Je ne voyais aucune intention dans le mélange des corps de lettres ou de chiffres. Cela ne témoigne à mon avis que du faible niveau d'instruction du commanditaire (le curé) et de l'ouvrier. On aurait eu une inscription plus soignée dans une paroisse plus riche et surtout elle aurait été en latin, même à la fin du XIXe. La taille des caractères aurait été bien supervisée pour obtenir une harmonie d'ensemble (seuls deux petits mots sont en petits corps).
Bien sûr, la messe en latin existait encore à cette époque, mais il est peu sûr que le prêtre lisait couramment la Bible dans la Vulgate et il a dû se servir de sa Bible en langue vulgaire avant de passer commande. L'enseignement est autant historique que sociologique : on voit qu'il s'agissait d'une commune pauvre et cela n'étonne pas en Bretagne, on voit que la citation s'inscrit dans un courant très précis de l'Église catholique qui nous a par exemple donné cet immondice qu'est le Sacré-Cœur.
On peut faire parler les inscriptions obscures, les vieilles pierres.
Dominique: les prêtres savaient tous le latin,pour l'avoir appris au petit séminaire non ? D'ailleurs, au XIXe s., tous ceux qui étaient allés au collège le savaient peu ou prou.

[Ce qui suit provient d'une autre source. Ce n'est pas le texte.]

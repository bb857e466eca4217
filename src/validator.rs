use crate::matcher::{contains_any, normalize_label};
use crate::schema::{
    BalanceSheetCategory, BalanceSheetRow, BalanceSheetSubcategory, CashFlowRow, StatementLine,
};
use log::debug;
use serde::{Deserialize, Serialize};

#[derive(Debug, Clone, PartialEq, Serialize, Deserialize)]
pub struct ValidationResult {
    pub is_valid: bool,
    pub warnings: Vec<String>,
}

impl Default for ValidationResult {
    fn default() -> Self {
        Self {
            is_valid: true,
            warnings: Vec::new(),
        }
    }
}

impl ValidationResult {
    fn warn(&mut self, message: String) {
        debug!("{}", message);
        self.is_valid = false;
        self.warnings.push(message);
    }
}

pub struct ConsistencyValidator<'a> {
    headers: &'a [String],
    tolerance: f64,
}

impl<'a> ConsistencyValidator<'a> {
    pub fn new(headers: &'a [String], tolerance: f64) -> Self {
        Self { headers, tolerance }
    }

    fn period_label(&self, period: usize) -> String {
        self.headers
            .get(period)
            .cloned()
            .unwrap_or_else(|| format!("period {}", period + 1))
    }

    /// Checks assets = liabilities + equity on the statement's own total rows.
    pub fn check_balance_sheet(&self, balance_sheet: &[BalanceSheetRow]) -> ValidationResult {
        let mut result = ValidationResult::default();

        let assets = find_total(balance_sheet, BalanceSheetCategory::Assets, &["total assets"]);
        let liabilities = find_total(
            balance_sheet,
            BalanceSheetCategory::Liabilities,
            &["total liabilities"],
        );
        let equity = find_total(
            balance_sheet,
            BalanceSheetCategory::Equity,
            &["total equity", "total shareholders"],
        );

        let (Some(assets), Some(liabilities), Some(equity)) = (assets, liabilities, equity) else {
            result.warn(
                "Balance sheet is missing a total assets, total liabilities or total equity row; \
                 the balance sheet equation could not be checked"
                    .to_string(),
            );
            return result;
        };

        for period in 0..assets.values.len() {
            let lhs = assets.value_at(period);
            let rhs = liabilities.value_at(period) + equity.value_at(period);
            let difference = lhs - rhs;

            if difference.abs() > self.tolerance {
                result.warn(format!(
                    "Balance sheet does not balance for {}: total assets {:.2} vs liabilities plus equity {:.2} (difference {:.2})",
                    self.period_label(period),
                    lhs,
                    rhs,
                    difference
                ));
            }
        }

        result
    }

    /// Checks the cash flow closing balance against the balance sheet cash row.
    /// Skipped (and valid) when either row is absent.
    pub fn check_cash_tie(
        &self,
        cash_flow: &[CashFlowRow],
        balance_sheet: &[BalanceSheetRow],
    ) -> ValidationResult {
        let mut result = ValidationResult::default();

        let closing = cash_flow
            .iter()
            .find(|row| contains_any(&row.label, &["closing", "ending", "end of period"]));
        let cash = balance_sheet.iter().find(|row| is_balance_sheet_cash(row));

        let (Some(closing), Some(cash)) = (closing, cash) else {
            debug!("Cash tie skipped: closing cash or balance sheet cash row not found");
            return result;
        };

        for period in 0..closing.values.len() {
            let flow = closing.value_at(period);
            let position = cash.value_at(period);
            let difference = flow - position;

            if difference.abs() > self.tolerance {
                result.warn(format!(
                    "Closing cash for {} does not match the balance sheet: cash flow {:.2} vs balance sheet {:.2} (difference {:.2})",
                    self.period_label(period),
                    flow,
                    position,
                    difference
                ));
            }
        }

        result
    }
}

fn find_total<'r>(
    rows: &'r [BalanceSheetRow],
    category: BalanceSheetCategory,
    labels: &[&str],
) -> Option<&'r BalanceSheetRow> {
    rows.iter()
        .filter(|row| row.category == category)
        .find(|row| contains_any(&row.label, labels))
}

fn is_balance_sheet_cash(row: &BalanceSheetRow) -> bool {
    let current_cash = row.subcategory == Some(BalanceSheetSubcategory::Current)
        && contains_any(&row.label, &["cash"])
        && !contains_any(&row.label, &["equivalents"]);

    current_cash || normalize_label(&row.label) == "cashandcashequivalents"
}

pub fn validate_balance_sheet_equation(
    balance_sheet: &[BalanceSheetRow],
    headers: &[String],
    tolerance: f64,
) -> ValidationResult {
    ConsistencyValidator::new(headers, tolerance).check_balance_sheet(balance_sheet)
}

pub fn validate_cash_flow_tie(
    cash_flow: &[CashFlowRow],
    balance_sheet: &[BalanceSheetRow],
    headers: &[String],
    tolerance: f64,
) -> ValidationResult {
    ConsistencyValidator::new(headers, tolerance).check_cash_tie(cash_flow, balance_sheet)
}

Dans La Gloire de mon père, Pagnol ne parle-t-il pas d'épreuve de vers latins ? Quand cela a-t-il pris fin ?
Suzanne, les prêtres avaient certes appris le latin, mais combien le maîtrisaient au point de le parler ou de lire dans le texte ? Je crois bien peu et ceux qui y parvenaient pouvaient faire une belle carrière ecclésiastique. Exactement comme aujourd'hui. Les textes anciens sur le niveau d'éducation en latin des prêtres sont assez édifiants, les seuls à s'en sortir correctement sont les jésuites qui formaient une élite. Je parle après avoir lu une histoire du latin depuis la chute de l'Empire romain.

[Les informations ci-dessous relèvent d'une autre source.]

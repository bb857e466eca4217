//! Row classification state machines.
//!
//! Section boundaries in uploaded sheets are free text ("Current assets",
//! "Cash flows from investing activities", "Key ratios"), so each statement
//! scan threads a [`RowClassifier`] through its rows. Only label-only rows can
//! change state; a row carrying numbers or the word "total" is always data.

use crate::matcher::{contains_any, normalize_label};
use crate::schema::{BalanceSheetCategory, BalanceSheetSubcategory, CashFlowCategory, StatementKind};
use log::debug;

#[derive(Debug, Clone, Copy, PartialEq, Eq)]
pub enum IncomeSection {
    Income,
    Ratios,
}

#[derive(Debug, Clone, Copy, PartialEq, Eq)]
pub enum RowPlacement {
    Income(IncomeSection),
    BalanceSheet {
        category: BalanceSheetCategory,
        subcategory: Option<BalanceSheetSubcategory>,
    },
    CashFlow(CashFlowCategory),
}

#[derive(Debug, Clone, Copy, PartialEq, Eq)]
pub enum RowClass {
    /// Updated the classifier state; emits nothing.
    SectionHeader,
    /// Title of a statement this scan does not cover; the scan should stop.
    Boundary,
    Data(RowPlacement),
}

#[derive(Debug, Clone, PartialEq, Eq)]
pub enum RowClassifier {
    IncomeAndRatios {
        section: IncomeSection,
    },
    BalanceSheet {
        category: BalanceSheetCategory,
        subcategory: Option<BalanceSheetSubcategory>,
    },
    CashFlow {
        category: CashFlowCategory,
    },
}

const INCOME_TITLES: &[&str] = &[
    "income statement",
    "profit and loss",
    "profit or loss",
    "comprehensive income",
];
const RATIO_TITLES: &[&str] = &["key ratios", "financial ratios", "ratio analysis"];
const BALANCE_SHEET_TITLES: &[&str] = &["balance sheet", "statement of financial position"];
const CASH_FLOW_TITLES: &[&str] = &["cash flow statement", "statement of cash flows"];

const NON_CURRENT_ASSET_HEADERS: &[&str] = &[
    "non-current asset",
    "noncurrent asset",
    "fixed asset",
    "long-term asset",
];
const NON_CURRENT_LIABILITY_HEADERS: &[&str] = &[
    "non-current liabilit",
    "noncurrent liabilit",
    "long-term liabilit",
];
const EQUITY_HEADERS: &[&str] = &["equity", "shareholders", "stockholders", "capital and reserves"];

/// Recognises the title row of any of the statements.
pub fn statement_title(label: &str) -> Option<StatementKind> {
    let normalized = normalize_label(label);

    if contains_any(label, CASH_FLOW_TITLES) || normalized == "cashflow" || normalized == "cashflows"
    {
        Some(StatementKind::CashFlow)
    } else if contains_any(label, BALANCE_SHEET_TITLES) {
        Some(StatementKind::BalanceSheet)
    } else if contains_any(label, RATIO_TITLES) || normalized == "ratios" {
        Some(StatementKind::Ratios)
    } else if contains_any(label, INCOME_TITLES) || normalized == "pl" {
        Some(StatementKind::IncomeStatement)
    } else {
        None
    }
}

impl RowClassifier {
    pub fn income_and_ratios() -> Self {
        RowClassifier::IncomeAndRatios {
            section: IncomeSection::Income,
        }
    }

    pub fn balance_sheet() -> Self {
        RowClassifier::BalanceSheet {
            category: BalanceSheetCategory::Assets,
            subcategory: None,
        }
    }

    pub fn cash_flow() -> Self {
        RowClassifier::CashFlow {
            category: CashFlowCategory::Operating,
        }
    }

    pub fn placement(&self) -> RowPlacement {
        match *self {
            RowClassifier::IncomeAndRatios { section } => RowPlacement::Income(section),
            RowClassifier::BalanceSheet {
                category,
                subcategory,
            } => RowPlacement::BalanceSheet {
                category,
                subcategory,
            },
            RowClassifier::CashFlow { category } => RowPlacement::CashFlow(category),
        }
    }

    pub fn classify(&mut self, label: &str, has_values: bool) -> RowClass {
        if has_values || normalize_label(label).contains("total") {
            return RowClass::Data(self.placement());
        }

        if let Some(title) = statement_title(label) {
            return self.on_title(title, label);
        }

        let header_applied = match self {
            RowClassifier::IncomeAndRatios { .. } => false,
            RowClassifier::BalanceSheet {
                category,
                subcategory,
            } => match balance_sheet_header(label) {
                Some((new_category, new_subcategory)) => {
                    *category = new_category;
                    *subcategory = new_subcategory;
                    true
                }
                None => false,
            },
            RowClassifier::CashFlow { category } => match cash_flow_header(label) {
                Some(new_category) => {
                    *category = new_category;
                    true
                }
                None => false,
            },
        };

        if header_applied {
            debug!("Section header '{}' -> {:?}", label, self.placement());
            RowClass::SectionHeader
        } else {
            RowClass::Data(self.placement())
        }
    }

    fn on_title(&mut self, title: StatementKind, label: &str) -> RowClass {
        let class = match (&mut *self, title) {
            (RowClassifier::IncomeAndRatios { section }, StatementKind::IncomeStatement) => {
                *section = IncomeSection::Income;
                RowClass::SectionHeader
            }
            (RowClassifier::IncomeAndRatios { section }, StatementKind::Ratios) => {
                *section = IncomeSection::Ratios;
                RowClass::SectionHeader
            }
            (
                RowClassifier::BalanceSheet {
                    category,
                    subcategory,
                },
                StatementKind::BalanceSheet,
            ) => {
                *category = BalanceSheetCategory::Assets;
                *subcategory = None;
                RowClass::SectionHeader
            }
            (RowClassifier::CashFlow { .. }, StatementKind::CashFlow) => RowClass::SectionHeader,
            _ => RowClass::Boundary,
        };

        debug!("Statement title '{}' -> {:?}", label, class);
        class
    }
}

fn balance_sheet_header(
    label: &str,
) -> Option<(BalanceSheetCategory, Option<BalanceSheetSubcategory>)> {
    let normalized = normalize_label(label);

    if contains_any(label, NON_CURRENT_ASSET_HEADERS) {
        Some((
            BalanceSheetCategory::Assets,
            Some(BalanceSheetSubcategory::NonCurrent),
        ))
    } else if contains_any(label, &["current asset"]) {
        Some((
            BalanceSheetCategory::Assets,
            Some(BalanceSheetSubcategory::Current),
        ))
    } else if contains_any(label, NON_CURRENT_LIABILITY_HEADERS) {
        Some((
            BalanceSheetCategory::Liabilities,
            Some(BalanceSheetSubcategory::NonCurrent),
        ))
    } else if contains_any(label, &["current liabilit"]) {
        Some((
            BalanceSheetCategory::Liabilities,
            Some(BalanceSheetSubcategory::Current),
        ))
    } else if contains_any(label, EQUITY_HEADERS) {
        Some((BalanceSheetCategory::Equity, None))
    } else if normalized == "liabilities" {
        Some((BalanceSheetCategory::Liabilities, None))
    } else if normalized == "assets" {
        Some((BalanceSheetCategory::Assets, None))
    } else {
        None
    }
}

fn cash_flow_header(label: &str) -> Option<CashFlowCategory> {
    if contains_any(label, &["operating"]) {
        Some(CashFlowCategory::Operating)
    } else if contains_any(label, &["investing"]) {
        Some(CashFlowCategory::Investing)
    } else if contains_any(label, &["financing"]) {
        Some(CashFlowCategory::Financing)
    } else {
        None
    }
}

#[cfg(test)]
mod tests {
    use super::*;

    #[test]
    fn test_balance_sheet_state_transitions() {
        let mut classifier = RowClassifier::balance_sheet();

        assert_eq!(classifier.classify("Balance Sheet", false), RowClass::SectionHeader);
        assert_eq!(classifier.classify("Non-current assets", false), RowClass::SectionHeader);
        assert_eq!(
            classifier.classify("Property, plant and equipment", true),
            RowClass::Data(RowPlacement::BalanceSheet {
                category: BalanceSheetCategory::Assets,
                subcategory: Some(BalanceSheetSubcategory::NonCurrent),
            })
        );

        assert_eq!(classifier.classify("Current assets", false), RowClass::SectionHeader);
        assert_eq!(
            classifier.placement(),
            RowPlacement::BalanceSheet {
                category: BalanceSheetCategory::Assets,
                subcategory: Some(BalanceSheetSubcategory::Current),
            }
        );

        classifier.classify("Current liabilities", false);
        assert_eq!(
            classifier.placement(),
            RowPlacement::BalanceSheet {
                category: BalanceSheetCategory::Liabilities,
                subcategory: Some(BalanceSheetSubcategory::Current),
            }
        );

        classifier.classify("Shareholders' equity", false);
        assert_eq!(
            classifier.placement(),
            RowPlacement::BalanceSheet {
                category: BalanceSheetCategory::Equity,
                subcategory: None,
            }
        );
    }

    #[test]
    fn test_total_rows_never_change_state() {
        let mut classifier = RowClassifier::balance_sheet();
        classifier.classify("Current assets", false);

        let class = classifier.classify("Total current liabilities", false);
        assert_eq!(
            class,
            RowClass::Data(RowPlacement::BalanceSheet {
                category: BalanceSheetCategory::Assets,
                subcategory: Some(BalanceSheetSubcategory::Current),
            })
        );
    }

    #[test]
    fn test_rows_with_values_are_data() {
        let mut classifier = RowClassifier::cash_flow();
        classifier.classify("Cash flows from investing activities", false);

        let class = classifier.classify("Net cash from operating activities", true);
        assert_eq!(
            class,
            RowClass::Data(RowPlacement::CashFlow(CashFlowCategory::Investing))
        );
    }

    #[test]
    fn test_cash_flow_sections() {
        let mut classifier = RowClassifier::cash_flow();
        assert_eq!(classifier.classify("Cash Flow Statement", false), RowClass::SectionHeader);
        assert_eq!(classifier.placement(), RowPlacement::CashFlow(CashFlowCategory::Operating));

        classifier.classify("Financing activities", false);
        assert_eq!(classifier.placement(), RowPlacement::CashFlow(CashFlowCategory::Financing));
    }

    #[test]
    fn test_income_pass_sections_and_boundaries() {
        let mut classifier = RowClassifier::income_and_ratios();
        assert_eq!(classifier.classify("Profit and Loss", false), RowClass::SectionHeader);
        assert_eq!(classifier.placement(), RowPlacement::Income(IncomeSection::Income));

        assert_eq!(classifier.classify("Key Ratios", false), RowClass::SectionHeader);
        assert_eq!(classifier.placement(), RowPlacement::Income(IncomeSection::Ratios));

        assert_eq!(
            classifier.classify("Statement of Financial Position", false),
            RowClass::Boundary
        );
    }

    #[test]
    fn test_balance_sheet_scan_stops_at_cash_flow_title() {
        let mut classifier = RowClassifier::balance_sheet();
        assert_eq!(classifier.classify("Cash flow statement", false), RowClass::Boundary);
    }

    #[test]
    fn test_unrecognised_label_only_row_is_data() {
        let mut classifier = RowClassifier::balance_sheet();
        classifier.classify("Current liabilities", false);

        let class = classifier.classify("Deferred tax liabilities", false);
        assert_eq!(
            class,
            RowClass::Data(RowPlacement::BalanceSheet {
                category: BalanceSheetCategory::Liabilities,
                subcategory: Some(BalanceSheetSubcategory::Current),
            })
        );
    }
}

Pour l'épreuve de vers latins au baccalauréat, cela a existé encore jusque vers la Première Guerre Mondiale, après quoi on a changé cela en thème et version. Mais cela n'avait lieu que dans la section classique, une section dite moderne (en fait mathématiques, sciences et anglais ou allemand) était apparue vers 1890. Je signale aussi que les thèses de doctorat étaient doubles à cette époque : une principale en français, une secondaire et plus courte en latin. Cela ne concerne que quelques dizaines de personnes par an alors et les médecins sont dispensés des obligations des autres thésards.

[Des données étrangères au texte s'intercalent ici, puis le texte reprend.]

use crate::catalog::{
    ADMINISTRATIVE_EXPENSES, COST_OF_SALES, DEPRECIATION_AND_AMORTISATION, EBITDA, FINANCE_COSTS,
    GROSS_PROFIT, INTEREST_INCOME, OTHER_OPERATING_EXPENSES, PROFIT_BEFORE_TAX, REVENUE,
    SALARIES_AND_WAGES,
};
use crate::matcher::fuzzy_match;
use crate::schema::{IncomeStatementRow, StatementLine};
use log::debug;

/// A derived income statement row: the per-period sum of its components.
///
/// Expenses are stored as negatives, so every formula is a plain sum.
#[derive(Debug, Clone, Copy)]
pub struct CalculatedField {
    pub label: &'static str,
    pub components: &'static [&'static str],
}

/// Evaluated top to bottom; later fields read the results of earlier ones.
pub static INCOME_CALCULATED_FIELDS: &[CalculatedField] = &[
    CalculatedField {
        label: GROSS_PROFIT,
        components: &[REVENUE, COST_OF_SALES],
    },
    CalculatedField {
        label: EBITDA,
        components: &[
            GROSS_PROFIT,
            ADMINISTRATIVE_EXPENSES,
            OTHER_OPERATING_EXPENSES,
            SALARIES_AND_WAGES,
        ],
    },
    CalculatedField {
        label: PROFIT_BEFORE_TAX,
        components: &[
            EBITDA,
            DEPRECIATION_AND_AMORTISATION,
            INTEREST_INCOME,
            FINANCE_COSTS,
        ],
    },
];

pub struct CalculatedFieldEngine<'f> {
    fields: &'f [CalculatedField],
}

impl Default for CalculatedFieldEngine<'static> {
    fn default() -> Self {
        Self::new(INCOME_CALCULATED_FIELDS)
    }
}

impl<'f> CalculatedFieldEngine<'f> {
    pub fn new(fields: &'f [CalculatedField]) -> Self {
        Self { fields }
    }

    /// Returns a copy of `rows` with every present calculated row overwritten.
    /// Calculated rows missing from the input are not added.
    pub fn recalculate(&self, rows: &[IncomeStatementRow]) -> Vec<IncomeStatementRow> {
        let mut updated = rows.to_vec();

        for field in self.fields {
            let Some(target) = updated
                .iter()
                .position(|row| fuzzy_match(&row.label, field.label))
            else {
                debug!("Calculated row '{}' not present; skipping", field.label);
                continue;
            };

            let column_count = updated[target].values.len();
            let values: Vec<f64> = (0..column_count)
                .map(|period| {
                    field
                        .components
                        .iter()
                        .map(|component| component_value(&updated, component, period))
                        .sum()
                })
                .collect();

            updated[target].values = values;
        }

        updated
    }
}

fn component_value(rows: &[IncomeStatementRow], component: &str, period: usize) -> f64 {
    rows.iter()
        .find(|row| fuzzy_match(&row.label, component))
        .map(|row| row.value_at(period))
        .unwrap_or(0.0)
}

pub fn recalculate_income_statement(rows: &[IncomeStatementRow]) -> Vec<IncomeStatementRow> {
    CalculatedFieldEngine::default().recalculate(rows)
}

Cela dit, les prêtres ayant suivi des études au petit séminaire ne passaient pas le baccalauréat et ils sortaient sans diplôme de leurs études, les instituteurs ayant suivi l'école normale (sans latin) comme le père de Pagnol avaient un diplôme différent du baccalauréat et ne pouvaient donc pas avoir normalement accès à l'université. On était dans la fabrication d'une sorte de prolétariat éducatif de masse, que ce soit du côté clérical ou du côté laïque.
Maintenant, demandez-vous combien d'élèves aujourd'hui ont appris l'anglais au collège et au lycée, tout en étant incapables de lire un texte ordinaire de la presse britannique.
On a un passage de la Genèse, ce qui est en effet fort peu évangélique et pour cause puisque ce n'est justement pas dans les Évangiles. Il aurait été mieux venu de coller une citation par exemple de la tentation de Jésus par Satan sur la montagne ou de la prière au Golgotha pour rappeler le combat de Jacob (mais cela se trouve aussi dans le Coran avec Mahomet dans le rôle de Jésus, mince !) C'est un peu bizarre comme ces livres se répètent... On revoit le même épisode dans trois ou quatre religions différentes, exactement comme sur les chaînes de la TNT !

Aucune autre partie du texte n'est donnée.